A mere charge or allegation can negatively impact a person’s ability to seek gainful
- Financial aid
- Educational Benefits
- Personal Relationships
Unfortunately, juvenile sex charges also have other unforeseen and long-lasting consequences that can create a psychological barrier straining relationships with family, friends, and significant others. Many young Juvenile offenders in the past were trapped, unable to vacate or seal their records, and forced to live with the conviction for the rest of their lives. It is well documented that many of them will have difficulty finding legitimate jobs and developing intimate relationships as they move into adulthood. Should we brand eleven-year-old offenders for the rest of their life? Is it too early to give up on them?
The Washington State Legislature believes it is too early and enacted a law to help convicted Juvenile Sex Offenders.
In 2011, the Washington State Legislature agreed that we have an obligation to rehabilitate sexual assault offenders and passed a law allowing some Juveniles the ability to vacate and seal their records.
It was decided as a matter of public policy that the toll on society for permanently branding a Juvenile at such an early age was too great.
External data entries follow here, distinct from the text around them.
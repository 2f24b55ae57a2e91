//! Routing target pair: two interchangeable targets behind one service.

use std::sync::{Arc, RwLock};

use tokio::sync::Mutex;
use tracing::{debug, info};

use cutover_core::{TargetRef, Weights};
use cutover_state::PairSnapshot;

use crate::error::RoutingResult;
use crate::provisioner::WeightProvisioner;

/// Handle to one target pair. Clones share the same state.
///
/// The recorded split always equals the last split the provisioner
/// accepted: a rejected or failed write leaves it unchanged.
#[derive(Clone)]
pub struct RoutingTargetPair {
    id: String,
    state: Arc<RwLock<PairSnapshot>>,
    provisioner: Arc<dyn WeightProvisioner>,
    write_lock: Arc<Mutex<()>>,
}

impl RoutingTargetPair {
    /// New pair with all traffic on `primary`.
    pub fn new(
        id: impl Into<String>,
        primary: TargetRef,
        secondary: TargetRef,
        provisioner: Arc<dyn WeightProvisioner>,
    ) -> Self {
        Self::from_snapshot(id, PairSnapshot::new(primary, secondary), provisioner)
    }

    /// Pair restored from a persisted snapshot.
    pub fn from_snapshot(
        id: impl Into<String>,
        snapshot: PairSnapshot,
        provisioner: Arc<dyn WeightProvisioner>,
    ) -> Self {
        Self {
            id: id.into(),
            state: Arc::new(RwLock::new(snapshot)),
            provisioner,
            write_lock: Arc::new(Mutex::new(())),
        }
    }

    pub fn id(&self) -> &str {
        &self.id
    }

    pub fn primary(&self) -> TargetRef {
        self.state.read().expect("pair lock").primary.clone()
    }

    pub fn secondary(&self) -> TargetRef {
        self.state.read().expect("pair lock").secondary.clone()
    }

    pub fn weights(&self) -> Weights {
        self.state.read().expect("pair lock").weights
    }

    pub fn snapshot(&self) -> PairSnapshot {
        self.state.read().expect("pair lock").clone()
    }

    /// Validate and apply a split. Invalid splits never reach the provisioner.
    pub async fn set_weights(&self, primary: u32, secondary: u32) -> RoutingResult<Weights> {
        let weights = Weights::new(primary, secondary)?;
        self.apply(weights).await?;
        Ok(weights)
    }

    /// Apply an already validated split.
    pub async fn apply(&self, weights: Weights) -> RoutingResult<()> {
        let _guard = self.write_lock.lock().await;
        let mut next = self.snapshot();
        next.weights = weights;

        self.provisioner
            .set_weights(&self.id, &next.weighted_targets())
            .await?;

        *self.state.write().expect("pair lock") = next;
        debug!(pair = %self.id, %weights, "pair weights updated");
        Ok(())
    }

    /// Replace roles and split with a persisted snapshot without writing.
    /// Follow with [`sync`](Self::sync) to push it to the routing layer.
    pub fn restore(&self, snapshot: PairSnapshot) {
        *self.state.write().expect("pair lock") = snapshot;
    }

    /// Re-push the recorded split, e.g. after a restart.
    pub async fn sync(&self) -> RoutingResult<()> {
        let weights = self.weights();
        self.apply(weights).await
    }

    /// Exchange the primary and secondary roles.
    ///
    /// Each target keeps the traffic it carries, so nothing is written to
    /// the routing layer. After a completed cutover this puts the pair back
    /// at (100,0) with the new revision as primary.
    pub fn swap_roles(&self) {
        let mut state = self.state.write().expect("pair lock");
        *state = state.swapped();
        info!(
            pair = %self.id,
            primary = %state.primary,
            secondary = %state.secondary,
            weights = %state.weights,
            "pair roles swapped"
        );
    }
}

#[cfg(test)]
mod tests {
    use super::*;
    use crate::error::RoutingError;
    use crate::provisioner::LocalRouter;

    fn pair(router: &LocalRouter) -> RoutingTargetPair {
        RoutingTargetPair::new(
            "svc",
            TargetRef::new("blue"),
            TargetRef::new("green"),
            Arc::new(router.clone()),
        )
    }

    #[test]
    fn new_pair_sends_everything_to_primary() {
        let router = LocalRouter::new();
        let pair = pair(&router);
        assert_eq!(pair.weights(), Weights::all_primary());
        assert_eq!(pair.primary(), TargetRef::new("blue"));
    }

    #[tokio::test]
    async fn every_valid_split_is_recorded() {
        let router = LocalRouter::new();
        let pair = pair(&router);
        for a in 0..=100 {
            pair.set_weights(a, 100 - a).await.unwrap();
            assert_eq!(pair.weights(), Weights::new(a, 100 - a).unwrap());
        }
        assert_eq!(router.history("svc").len(), 101);
    }

    #[tokio::test]
    async fn invalid_split_leaves_pair_and_router_untouched() {
        let router = LocalRouter::new();
        let pair = pair(&router);
        pair.set_weights(50, 50).await.unwrap();

        let err = pair.set_weights(50, 49).await.unwrap_err();
        assert!(matches!(err, RoutingError::InvalidWeight(_)));
        let err = pair.set_weights(101, 0).await.unwrap_err();
        assert!(matches!(err, RoutingError::InvalidWeight(_)));

        assert_eq!(pair.weights(), Weights::new(50, 50).unwrap());
        assert_eq!(router.history("svc").len(), 1);
    }

    #[tokio::test]
    async fn failed_write_is_not_recorded() {
        let router = LocalRouter::new();
        let pair = pair(&router);
        router.fail_next(1);

        let err = pair.set_weights(0, 100).await.unwrap_err();
        assert!(err.is_transient());
        assert_eq!(pair.weights(), Weights::all_primary());
    }

    #[tokio::test]
    async fn swap_roles_twice_is_identity() {
        let router = LocalRouter::new();
        let pair = pair(&router);
        pair.set_weights(0, 100).await.unwrap();
        let before = pair.snapshot();

        pair.swap_roles();
        assert_eq!(pair.primary(), TargetRef::new("green"));
        assert_eq!(pair.weights(), Weights::all_primary());

        pair.swap_roles();
        assert_eq!(pair.snapshot(), before);
        assert_eq!(router.history("svc").len(), 1);
    }

    #[tokio::test]
    async fn clones_share_state() {
        let router = LocalRouter::new();
        let pair = pair(&router);
        let other = pair.clone();
        other.set_weights(30, 70).await.unwrap();
        assert_eq!(pair.weights(), Weights::new(30, 70).unwrap());
    }
}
They considered research that children’s brains do not fully develop until their twenties and the impact it has on decision making abilities. This is by no means an excuse for committing a crime but it was a factor the Legislature considered before enacting the Juvenile Vacate law.
What You Need to Know to Vacate Your Record in Lynwood
Few people know that a Juvenile Sex Offender may vacate and seal his or her sex offense conviction. It is important to understand not all offenders are eligible to seal their records under this law.* For those that are eligible, it will not be an easy and quick process. A person must prove to the court that they have been rehabilitated and no longer pose a risk to society. The court will consider numerous factors including:
- Nature of the offense
- Criminal behavior before and after the offense
- Noncriminal behavior before and after the offense
- Compliance with supervision
- Length of time since the offense
- Participation in treatment
- Input from the victim, law enforcement, and probation
- Stability in employment and housing
Normally, we encourage our clients to seek a current risk assessment by a professional State certified therapist and voluntarily participate in a polygraph examination. Our Lynwood sex crime attorneys must also provide proof of that the offender successfully completed sexual deviancy counseling. It is not unusual for our office to take additional steps including interviewing family and friends. We will provide a “biography” of the Respondent to support our Petition to remove him or her from the sex offender registry.
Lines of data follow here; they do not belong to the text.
//! Domain types for the Cutover state store.
//!
//! These are the persisted shapes of deployment groups, archived shifts,
//! and pipeline runs. All types serialize to JSON for storage in redb.

use serde::{Deserialize, Serialize};

use cutover_core::{GroupId, RevisionArtifacts, RunId, ServiceRef, ShiftId, TargetRef, Weights};

use crate::error::{StateError, StateResult};

// ── Deployment groups ─────────────────────────────────────────────

/// Lifecycle of a deployment group's current (or last) shift.
#[derive(Debug, Clone, PartialEq, Eq, Serialize, Deserialize)]
#[serde(tag = "state", rename_all = "snake_case")]
pub enum ShiftState {
    /// No shift has run yet, or an operator reset the group.
    Idle,
    /// A shift is moving traffic.
    Shifting,
    /// The last shift completed; the new revision carries all traffic.
    Succeeded,
    /// The last shift was aborted and traffic was restored.
    RolledBack { reason: String },
    /// The last shift could not restore traffic. Needs an operator.
    Failed { reason: String },
}

impl ShiftState {
    pub fn is_terminal(&self) -> bool {
        matches!(
            self,
            ShiftState::Succeeded | ShiftState::RolledBack { .. } | ShiftState::Failed { .. }
        )
    }

    pub fn label(&self) -> &'static str {
        match self {
            ShiftState::Idle => "idle",
            ShiftState::Shifting => "shifting",
            ShiftState::Succeeded => "succeeded",
            ShiftState::RolledBack { .. } => "rolled_back",
            ShiftState::Failed { .. } => "failed",
        }
    }
}

/// Role assignment and weights of a target pair.
#[derive(Debug, Clone, PartialEq, Eq, Serialize, Deserialize)]
pub struct PairSnapshot {
    pub primary: TargetRef,
    pub secondary: TargetRef,
    pub weights: Weights,
}

impl PairSnapshot {
    /// Fresh pair: all traffic on the primary.
    pub fn new(primary: TargetRef, secondary: TargetRef) -> Self {
        Self {
            primary,
            secondary,
            weights: Weights::all_primary(),
        }
    }

    /// Exchange roles. Each target keeps the traffic it carries.
    pub fn swapped(&self) -> Self {
        Self {
            primary: self.secondary.clone(),
            secondary: self.primary.clone(),
            weights: self.weights.swapped(),
        }
    }

    /// `(target, weight)` entries as pushed to the routing layer.
    pub fn weighted_targets(&self) -> [(TargetRef, u32); 2] {
        [
            (self.primary.clone(), self.weights.primary),
            (self.secondary.clone(), self.weights.secondary),
        ]
    }
}

/// Persisted state of one deployment group.
#[derive(Debug, Clone, PartialEq, Serialize, Deserialize)]
pub struct GroupRecord {
    pub group_id: GroupId,
    pub service: ServiceRef,
    pub state: ShiftState,
    pub pair: PairSnapshot,
    pub active_shift_id: Option<ShiftId>,
    /// Revision being shifted while `state` is `Shifting`.
    pub revision: Option<String>,
    /// Unix timestamp (seconds) when the bake wait ends.
    pub bake_deadline: Option<u64>,
    pub updated_at: u64,
}

impl GroupRecord {
    pub fn table_key(&self) -> String {
        self.group_id.clone()
    }
}

/// A finished shift, archived per group.
#[derive(Debug, Clone, PartialEq, Serialize, Deserialize)]
pub struct ShiftRecord {
    pub shift_id: ShiftId,
    pub group_id: GroupId,
    pub revision: String,
    pub config_name: String,
    /// Target that held traffic before the shift.
    pub from: TargetRef,
    /// Target the shift moved traffic to.
    pub to: TargetRef,
    /// Terminal state the shift ended in.
    pub outcome: ShiftState,
    pub started_at: u64,
    pub finished_at: u64,
}

impl ShiftRecord {
    pub fn table_key(&self) -> String {
        format!("{}:{}", self.group_id, self.shift_id)
    }
}

// ── Pipeline runs ─────────────────────────────────────────────────

/// What a pipeline stage does.
#[derive(Debug, Clone, PartialEq, Eq, Serialize, Deserialize)]
#[serde(tag = "type", rename_all = "snake_case")]
pub enum StageKind {
    /// Fetch revision artifacts. No infrastructure side effects.
    Source,
    /// Shift traffic for one deployment group.
    Deploy { group: GroupId },
    /// Wait for an operator's decision.
    Approval,
}

/// Why a stage failed.
#[derive(Debug, Clone, Copy, PartialEq, Eq, Serialize, Deserialize)]
#[serde(rename_all = "snake_case")]
pub enum FailureKind {
    /// The stage could not do its work (source fetch, readiness, conflicts).
    Error,
    /// The shift was aborted and traffic is back on the previous revision.
    RolledBack,
    /// The shift could not restore traffic; weights may be partially shifted.
    Inconsistent,
    /// An operator rejected the approval.
    Rejected,
    /// The approval was not answered in time.
    TimedOut,
}

#[derive(Debug, Clone, PartialEq, Eq, Serialize, Deserialize)]
#[serde(tag = "status", rename_all = "snake_case")]
pub enum StageStatus {
    Pending,
    Running,
    AwaitingApproval,
    Succeeded,
    Failed { kind: FailureKind, reason: String },
}

/// One stage of a pipeline run.
#[derive(Debug, Clone, PartialEq, Serialize, Deserialize)]
pub struct StageRecord {
    pub name: String,
    pub kind: StageKind,
    pub status: StageStatus,
    /// Output artifacts; immutable once committed.
    pub artifacts: Option<RevisionArtifacts>,
    /// Shift started by a deploy stage.
    pub shift_id: Option<ShiftId>,
    pub started_at: Option<u64>,
    pub finished_at: Option<u64>,
}

impl StageRecord {
    pub fn pending(name: impl Into<String>, kind: StageKind) -> Self {
        Self {
            name: name.into(),
            kind,
            status: StageStatus::Pending,
            artifacts: None,
            shift_id: None,
            started_at: None,
            finished_at: None,
        }
    }
}

#[derive(Debug, Clone, PartialEq, Eq, Serialize, Deserialize)]
#[serde(tag = "status", rename_all = "snake_case")]
pub enum RunStatus {
    Running,
    Succeeded,
    Failed { stage: String, kind: FailureKind },
}

/// One end-to-end execution of a pipeline.
#[derive(Debug, Clone, PartialEq, Serialize, Deserialize)]
pub struct PipelineRunRecord {
    pub run_id: RunId,
    pub pipeline: String,
    pub status: RunStatus,
    pub current_stage_index: usize,
    pub stages: Vec<StageRecord>,
    pub created_at: u64,
    pub updated_at: u64,
}

impl PipelineRunRecord {
    pub fn table_key(&self) -> String {
        self.run_id.clone()
    }

    pub fn is_finished(&self) -> bool {
        !matches!(self.status, RunStatus::Running)
    }

    /// Artifacts committed by the first stage that produced any.
    pub fn artifacts(&self) -> Option<&RevisionArtifacts> {
        self.stages.iter().find_map(|s| s.artifacts.as_ref())
    }

    /// Commit a stage's output artifacts. A stage commits at most once.
    pub fn commit_artifacts(
        &mut self,
        stage_index: usize,
        artifacts: RevisionArtifacts,
    ) -> StateResult<()> {
        let stage = self
            .stages
            .get_mut(stage_index)
            .ok_or_else(|| StateError::NotFound(format!("{}#{stage_index}", self.run_id)))?;
        if stage.artifacts.is_some() {
            return Err(StateError::Immutable(format!(
                "{} stage {} already committed artifacts",
                self.run_id, stage.name
            )));
        }
        stage.artifacts = Some(artifacts);
        Ok(())
    }
}

#[cfg(test)]
mod tests {
    use super::*;
    use std::collections::BTreeMap;

    fn artifacts(image: &str) -> RevisionArtifacts {
        RevisionArtifacts::new(image, serde_json::json!({}), BTreeMap::new())
    }

    fn run() -> PipelineRunRecord {
        PipelineRunRecord {
            run_id: "run-1".to_string(),
            pipeline: "p".to_string(),
            status: RunStatus::Running,
            current_stage_index: 0,
            stages: vec![
                StageRecord::pending("Source", StageKind::Source),
                StageRecord::pending("Approve", StageKind::Approval),
            ],
            created_at: 1000,
            updated_at: 1000,
        }
    }

    #[test]
    fn artifacts_commit_once() {
        let mut run = run();
        run.commit_artifacts(0, artifacts("v1")).unwrap();
        let err = run.commit_artifacts(0, artifacts("v2")).unwrap_err();
        assert!(matches!(err, StateError::Immutable(_)));
        assert_eq!(
            err.to_string(),
            "immutable record: run-1 stage Source already committed artifacts"
        );
        assert_eq!(run.artifacts().unwrap().image, "v1");
    }

    #[test]
    fn commit_to_missing_stage_fails() {
        let mut run = run();
        assert!(matches!(
            run.commit_artifacts(9, artifacts("v1")),
            Err(StateError::NotFound(_))
        ));
    }

    #[test]
    fn pair_swap_keeps_traffic_on_the_same_target() {
        let mut pair = PairSnapshot::new(TargetRef::new("a"), TargetRef::new("b"));
        pair.weights = Weights::all_secondary();
        let swapped = pair.swapped();
        assert_eq!(swapped.primary, TargetRef::new("b"));
        assert_eq!(swapped.weights, Weights::all_primary());
        assert_eq!(swapped.swapped(), pair);
    }

    #[test]
    fn terminal_states() {
        assert!(!ShiftState::Idle.is_terminal());
        assert!(!ShiftState::Shifting.is_terminal());
        assert!(ShiftState::Succeeded.is_terminal());
        assert!(
            ShiftState::Failed {
                reason: "x".to_string()
            }
            .is_terminal()
        );
    }
}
A Judge and Prosecutor will hear the evidence to determine if a person is an appropriate candidate to lift the sex offender registration requirement and to have his or her record vacated and sealed. If granted, the charge will be dismissed and the file will be sealed. A person will officially be able to state on employment applications and elsewhere that he or she has never been convicted of the offense.
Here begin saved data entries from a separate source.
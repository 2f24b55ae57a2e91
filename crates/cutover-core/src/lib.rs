pub mod artifacts;
pub mod config;
pub mod duration;
pub mod types;

pub use artifacts::RevisionArtifacts;
pub use config::CutoverConfig;
pub use duration::{epoch_secs, parse_duration};
pub use types::*;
It may not be the answer for everyone, but the Legislature has determined some Juvenile Sex offenders deserve a second chance. Contact the Law Office of Michael P. Sheehy in Lynwood to determine your eligibility. Everybody makes mistakes – but should the mistakes you made as a child live with you for the rest of your life?
*Adult Sex offenders are generally not eligible to vacate their record and certain Juvenile Sex offenses are statutorily prohibited as well.